┏━━

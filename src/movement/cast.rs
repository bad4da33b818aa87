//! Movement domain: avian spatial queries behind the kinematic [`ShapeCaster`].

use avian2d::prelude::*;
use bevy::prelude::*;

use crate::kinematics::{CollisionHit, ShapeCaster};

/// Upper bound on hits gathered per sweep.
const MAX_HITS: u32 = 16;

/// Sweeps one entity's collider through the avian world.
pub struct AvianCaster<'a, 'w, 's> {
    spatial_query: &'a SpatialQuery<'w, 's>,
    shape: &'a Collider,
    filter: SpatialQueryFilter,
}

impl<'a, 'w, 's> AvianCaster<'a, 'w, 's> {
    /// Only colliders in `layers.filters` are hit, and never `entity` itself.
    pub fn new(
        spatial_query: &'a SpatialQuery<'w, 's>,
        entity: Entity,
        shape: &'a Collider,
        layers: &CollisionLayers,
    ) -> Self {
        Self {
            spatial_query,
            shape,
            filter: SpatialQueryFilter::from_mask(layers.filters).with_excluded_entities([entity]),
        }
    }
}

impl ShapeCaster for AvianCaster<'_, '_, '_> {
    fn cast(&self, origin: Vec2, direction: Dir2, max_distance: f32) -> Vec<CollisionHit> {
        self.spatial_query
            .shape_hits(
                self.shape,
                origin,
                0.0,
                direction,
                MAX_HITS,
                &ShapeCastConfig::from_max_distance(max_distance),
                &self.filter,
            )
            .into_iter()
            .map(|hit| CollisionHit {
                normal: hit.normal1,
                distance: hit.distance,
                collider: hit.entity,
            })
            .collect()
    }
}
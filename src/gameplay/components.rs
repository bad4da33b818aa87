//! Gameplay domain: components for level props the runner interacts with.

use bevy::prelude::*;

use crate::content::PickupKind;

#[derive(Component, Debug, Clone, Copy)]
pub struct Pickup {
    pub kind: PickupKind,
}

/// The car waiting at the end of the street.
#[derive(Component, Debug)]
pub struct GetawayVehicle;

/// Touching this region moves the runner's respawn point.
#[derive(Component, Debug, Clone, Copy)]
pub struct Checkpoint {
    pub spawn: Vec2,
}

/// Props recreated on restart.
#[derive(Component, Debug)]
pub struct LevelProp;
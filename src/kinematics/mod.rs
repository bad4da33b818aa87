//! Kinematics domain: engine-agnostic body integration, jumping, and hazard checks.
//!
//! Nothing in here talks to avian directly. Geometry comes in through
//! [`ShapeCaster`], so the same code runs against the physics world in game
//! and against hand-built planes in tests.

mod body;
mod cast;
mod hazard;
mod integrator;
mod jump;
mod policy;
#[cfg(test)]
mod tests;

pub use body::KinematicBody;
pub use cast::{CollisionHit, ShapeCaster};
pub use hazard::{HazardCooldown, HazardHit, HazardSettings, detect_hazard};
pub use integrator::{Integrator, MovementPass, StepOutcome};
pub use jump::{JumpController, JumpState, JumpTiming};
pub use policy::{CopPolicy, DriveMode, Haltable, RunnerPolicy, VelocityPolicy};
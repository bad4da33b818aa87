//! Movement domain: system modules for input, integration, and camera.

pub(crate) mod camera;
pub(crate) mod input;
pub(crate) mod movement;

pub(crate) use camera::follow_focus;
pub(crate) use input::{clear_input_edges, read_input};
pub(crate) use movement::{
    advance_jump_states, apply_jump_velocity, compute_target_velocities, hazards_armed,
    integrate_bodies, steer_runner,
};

┗━━
┏━━

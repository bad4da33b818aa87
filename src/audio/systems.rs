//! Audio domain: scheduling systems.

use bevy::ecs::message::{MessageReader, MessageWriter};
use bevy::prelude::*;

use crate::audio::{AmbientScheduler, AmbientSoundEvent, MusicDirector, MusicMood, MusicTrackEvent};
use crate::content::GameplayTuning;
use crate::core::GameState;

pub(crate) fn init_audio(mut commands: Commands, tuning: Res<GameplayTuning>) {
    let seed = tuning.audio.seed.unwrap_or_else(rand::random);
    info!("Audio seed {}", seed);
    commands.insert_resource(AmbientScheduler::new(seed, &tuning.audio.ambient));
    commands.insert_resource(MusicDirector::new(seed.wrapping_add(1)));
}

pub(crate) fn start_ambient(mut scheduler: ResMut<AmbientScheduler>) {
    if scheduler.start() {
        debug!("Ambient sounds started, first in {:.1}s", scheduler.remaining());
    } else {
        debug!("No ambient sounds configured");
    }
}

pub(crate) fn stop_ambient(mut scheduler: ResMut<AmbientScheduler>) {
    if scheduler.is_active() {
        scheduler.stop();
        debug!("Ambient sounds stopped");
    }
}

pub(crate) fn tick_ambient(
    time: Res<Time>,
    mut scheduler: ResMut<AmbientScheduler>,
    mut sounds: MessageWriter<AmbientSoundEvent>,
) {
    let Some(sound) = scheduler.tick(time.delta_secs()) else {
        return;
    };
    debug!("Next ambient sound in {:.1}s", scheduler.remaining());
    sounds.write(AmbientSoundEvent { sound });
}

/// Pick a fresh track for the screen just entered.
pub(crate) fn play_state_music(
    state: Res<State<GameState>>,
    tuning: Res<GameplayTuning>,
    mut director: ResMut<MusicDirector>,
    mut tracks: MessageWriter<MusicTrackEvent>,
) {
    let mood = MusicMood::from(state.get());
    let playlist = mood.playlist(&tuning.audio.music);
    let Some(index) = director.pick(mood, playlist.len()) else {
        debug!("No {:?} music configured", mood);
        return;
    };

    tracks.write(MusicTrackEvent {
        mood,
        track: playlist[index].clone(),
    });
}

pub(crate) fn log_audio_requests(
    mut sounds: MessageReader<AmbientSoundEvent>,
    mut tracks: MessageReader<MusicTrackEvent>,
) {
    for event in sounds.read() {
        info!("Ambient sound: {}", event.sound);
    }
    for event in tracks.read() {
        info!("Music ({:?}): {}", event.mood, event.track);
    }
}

┗━━
┏━━

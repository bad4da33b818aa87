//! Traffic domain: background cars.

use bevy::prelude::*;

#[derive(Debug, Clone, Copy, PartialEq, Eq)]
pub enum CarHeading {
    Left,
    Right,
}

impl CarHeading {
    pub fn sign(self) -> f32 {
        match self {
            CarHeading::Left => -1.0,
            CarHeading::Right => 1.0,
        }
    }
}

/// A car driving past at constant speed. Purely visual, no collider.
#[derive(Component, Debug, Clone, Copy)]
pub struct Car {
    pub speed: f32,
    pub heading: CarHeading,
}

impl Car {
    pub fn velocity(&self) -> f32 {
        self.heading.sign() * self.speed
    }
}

┗━━

Every line above that holds the string "MessageWriter" counts once; give the total and nothing more.

> Task solution
3